▶ [What you are asked to do] The entries are to be repeated in full, without any change.

▶ [Entries taken from a collection]
=== Begin Enclosure ===
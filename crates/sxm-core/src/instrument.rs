//! Instrument identity and price conventions.
//!
//! The exchange quotes different symbol families on different price grids.
//! The grid is a lookup keyed by symbol prefix, with a coarser default for
//! everything not listed.

use rust_decimal::Decimal;
use serde::{Deserialize, Serialize};
use std::fmt;

use crate::decimal::{Price, Size};
use crate::error::CoreError;

/// Exchange symbol (e.g. `BTC-USD`).
#[derive(Debug, Clone, PartialEq, Eq, Hash, Serialize, Deserialize)]
#[serde(try_from = "String", into = "String")]
pub struct Symbol(String);

impl Symbol {
    pub fn parse(s: &str) -> Result<Self, CoreError> {
        let trimmed = s.trim();
        if trimmed.is_empty() || trimmed.contains(char::is_whitespace) {
            return Err(CoreError::InvalidSymbol(s.to_string()));
        }
        Ok(Self(trimmed.to_string()))
    }

    pub fn as_str(&self) -> &str {
        &self.0
    }
}

impl TryFrom<String> for Symbol {
    type Error = CoreError;

    fn try_from(value: String) -> Result<Self, Self::Error> {
        Self::parse(&value)
    }
}

impl From<Symbol> for String {
    fn from(symbol: Symbol) -> Self {
        symbol.0
    }
}

impl fmt::Display for Symbol {
    fn fmt(&self, f: &mut fmt::Formatter<'_>) -> fmt::Result {
        f.write_str(&self.0)
    }
}

/// Price and quantity conventions for an instrument.
#[derive(Debug, Clone, Copy, PartialEq, Eq, Serialize, Deserialize)]
pub struct InstrumentSpec {
    /// Minimum price increment.
    pub tick_size: Price,
    /// Decimals used when rendering prices.
    pub price_decimals: u32,
    /// Minimum quantity increment.
    pub lot_size: Size,
    /// Decimals used when rendering quantities.
    pub qty_decimals: u32,
}

/// Known symbol families: (symbol prefix, tick size scaled integer, scale).
const FAMILIES: &[(&str, i64, u32)] = &[("BTC", 1, 2)];

/// Grid used for every symbol not listed in `FAMILIES`.
const DEFAULT_TICK: (i64, u32) = (1, 1);

const QTY_DECIMALS: u32 = 3;

impl InstrumentSpec {
    /// Look up the conventions for a symbol.
    pub fn for_symbol(symbol: &Symbol) -> Self {
        let (tick, scale) = FAMILIES
            .iter()
            .find(|(prefix, _, _)| symbol.as_str().starts_with(prefix))
            .map(|(_, tick, scale)| (*tick, *scale))
            .unwrap_or(DEFAULT_TICK);

        Self {
            tick_size: Price::new(Decimal::new(tick, scale)),
            price_decimals: scale,
            lot_size: Size::new(Decimal::new(1, QTY_DECIMALS)),
            qty_decimals: QTY_DECIMALS,
        }
    }

    /// Apply an explicit tick size override.
    ///
    /// Price decimals follow the scale of the override (0.5 → 1, 0.25 → 2).
    pub fn with_tick_size(mut self, tick_size: Decimal) -> Self {
        let normalized = tick_size.normalize();
        self.tick_size = Price::new(normalized);
        self.price_decimals = normalized.scale();
        self
    }

    /// Render a price for the wire.
    pub fn format_price(&self, price: Price) -> String {
        price.render(self.price_decimals)
    }

    /// Render a quantity for the wire.
    pub fn format_qty(&self, qty: Size) -> String {
        qty.render(self.qty_decimals)
    }
}

#[cfg(test)]
mod tests {
    use super::*;
    use rust_decimal_macros::dec;

    fn sym(s: &str) -> Symbol {
        Symbol::parse(s).unwrap()
    }

    #[test]
    fn test_btc_family_uses_fine_tick() {
        let spec = InstrumentSpec::for_symbol(&sym("BTC-USD"));
        assert_eq!(spec.tick_size.inner(), dec!(0.01));
        assert_eq!(spec.price_decimals, 2);
        assert_eq!(spec.qty_decimals, 3);
    }

    #[test]
    fn test_other_symbols_use_default_tick() {
        let spec = InstrumentSpec::for_symbol(&sym("ETH-USD"));
        assert_eq!(spec.tick_size.inner(), dec!(0.1));
        assert_eq!(spec.price_decimals, 1);
    }

    #[test]
    fn test_tick_override() {
        let spec = InstrumentSpec::for_symbol(&sym("SOL-USD")).with_tick_size(dec!(0.010));
        assert_eq!(spec.tick_size.inner(), dec!(0.01));
        assert_eq!(spec.price_decimals, 2);
    }

    #[test]
    fn test_format() {
        let spec = InstrumentSpec::for_symbol(&sym("BTC-USD"));
        assert_eq!(spec.format_price(Price::new(dec!(49959.99))), "49959.99");
        assert_eq!(spec.format_qty(Size::new(dec!(0.1))), "0.100");
    }

    #[test]
    fn test_symbol_validation() {
        assert!(Symbol::parse("").is_err());
        assert!(Symbol::parse("BTC USD").is_err());
        assert_eq!(sym(" BTC-USD ").as_str(), "BTC-USD");
    }
}
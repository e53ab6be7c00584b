//! Price feed error types.

use thiserror::Error;

#[derive(Debug, Error)]
pub enum FeedError {
    #[error("Connection failed: {0}")]
    ConnectionFailed(String),

    #[error("Connection closed: code={code}, reason={reason}")]
    ConnectionClosed { code: u16, reason: String },

    #[error("Tungstenite error: {0}")]
    Tungstenite(#[from] tokio_tungstenite::tungstenite::Error),

    #[error("JSON error: {0}")]
    Json(#[from] serde_json::Error),
}

pub type FeedResult<T> = Result<T, FeedError>;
=== End Enclosure ===
▶ [Reply]
filename crates/sxm-core/src/instrument.rs
//! Instrument identity and price conventions.
//!
//! The exchange quotes different symbol families on different price grids.
//! The grid is a lookup keyed by symbol prefix, with a coarser default for
//! everything not listed.

use rust_decimal::Decimal;
use serde::{Deserialize, Serialize};
use std::fmt;

use crate::decimal::{Price, Size};
use crate::error::CoreError;

/// Exchange symbol (e.g. `BTC-USD`).
#[derive(Debug, Clone, PartialEq, Eq, Hash, Serialize, Deserialize)]
#[serde(try_from = "String", into = "String")]
pub struct Symbol(String);

impl Symbol {
    pub fn parse(s: &str) -> Result<Self, CoreError> {
        let trimmed = s.trim();
        if trimmed.is_empty() || trimmed.contains(char::is_whitespace) {
            return Err(CoreError::InvalidSymbol(s.to_string()));
        }
        Ok(Self(trimmed.to_string()))
    }

    pub fn as_str(&self) -> &str {
        &self.0
    }
}

impl TryFrom<String> for Symbol {
    type Error = CoreError;

    fn try_from(value: String) -> Result<Self, Self::Error> {
        Self::parse(&value)
    }
}

impl From<Symbol> for String {
    fn from(symbol: Symbol) -> Self {
        symbol.0
    }
}

impl fmt::Display for Symbol {
    fn fmt(&self, f: &mut fmt::Formatter<'_>) -> fmt::Result {
        f.write_str(&self.0)
    }
}

/// Price and quantity conventions for an instrument.
#[derive(Debug, Clone, Copy, PartialEq, Eq, Serialize, Deserialize)]
pub struct InstrumentSpec {
    /// Minimum price increment.
    pub tick_size: Price,
    /// Decimals used when rendering prices.
    pub price_decimals: u32,
    /// Minimum quantity increment.
    pub lot_size: Size,
    /// Decimals used when rendering quantities.
    pub qty_decimals: u32,
}

/// Known symbol families: (symbol prefix, tick size scaled integer, scale).
const FAMILIES: &[(&str, i64, u32)] = &[("BTC", 1, 2)];

/// Grid used for every symbol not listed in `FAMILIES`.
const DEFAULT_TICK: (i64, u32) = (1, 1);

const QTY_DECIMALS: u32 = 3;

impl InstrumentSpec {
    /// Look up the conventions for a symbol.
    pub fn for_symbol(symbol: &Symbol) -> Self {
        let (tick, scale) = FAMILIES
            .iter()
            .find(|(prefix, _, _)| symbol.as_str().starts_with(prefix))
            .map(|(_, tick, scale)| (*tick, *scale))
            .unwrap_or(DEFAULT_TICK);

        Self {
            tick_size: Price::new(Decimal::new(tick, scale)),
            price_decimals: scale,
            lot_size: Size::new(Decimal::new(1, QTY_DECIMALS)),
            qty_decimals: QTY_DECIMALS,
        }
    }

    /// Apply an explicit tick size override.
    ///
    /// Price decimals follow the scale of the override (0.5 → 1, 0.25 → 2).
    pub fn with_tick_size(mut self, tick_size: Decimal) -> Self {
        let normalized = tick_size.normalize();
        self.tick_size = Price::new(normalized);
        self.price_decimals = normalized.scale();
        self
    }

    /// Render a price for the wire.
    pub fn format_price(&self, price: Price) -> String {
        price.render(self.price_decimals)
    }

    /// Render a quantity for the wire.
    pub fn format_qty(&self, qty: Size) -> String {
        qty.render(self.qty_decimals)
    }
}

#[cfg(test)]
mod tests {
    use super::*;
    use rust_decimal_macros::dec;

    fn sym(s: &str) -> Symbol {
        Symbol::parse(s).unwrap()
    }

    #[test]
    fn test_btc_family_uses_fine_tick() {
        let spec = InstrumentSpec::for_symbol(&sym("BTC-USD"));
        assert_eq!(spec.tick_size.inner(), dec!(0.01));
        assert_eq!(spec.price_decimals, 2);
        assert_eq!(spec.qty_decimals, 3);
    }

    #[test]
    fn test_other_symbols_use_default_tick() {
        let spec = InstrumentSpec::for_symbol(&sym("ETH-USD"));
        assert_eq!(spec.tick_size.inner(), dec!(0.1));
        assert_eq!(spec.price_decimals, 1);
    }

    #[test]
    fn test_tick_override() {
        let spec = InstrumentSpec::for_symbol(&sym("SOL-USD")).with_tick_size(dec!(0.010));
        assert_eq!(spec.tick_size.inner(), dec!(0.01));
        assert_eq!(spec.price_decimals, 2);
    }

    #[test]
    fn test_format() {
        let spec = InstrumentSpec::for_symbol(&sym("BTC-USD"));
        assert_eq!(spec.format_price(Price::new(dec!(49959.99))), "49959.99");
        assert_eq!(spec.format_qty(Size::new(dec!(0.1))), "0.100");
    }

    #[test]
    fn test_symbol_validation() {
        assert!(Symbol::parse("").is_err());
        assert!(Symbol::parse("BTC USD").is_err());
        assert_eq!(sym(" BTC-USD ").as_str(), "BTC-USD");
    }
}
repository e53ab6be7c00584b
//! Price feed error types.

use thiserror::Error;

#[derive(Debug, Error)]
pub enum FeedError {
    #[error("Connection failed: {0}")]
    ConnectionFailed(String),

    #[error("Connection closed: code={code}, reason={reason}")]
    ConnectionClosed { code: u16, reason: String },

    #[error("Tungstenite error: {0}")]
    Tungstenite(#[from] tokio_tungstenite::tungstenite::Error),

    #[error("JSON error: {0}")]
    Json(#[from] serde_json::Error),
}

pub type FeedResult<T> = Result<T, FeedError>;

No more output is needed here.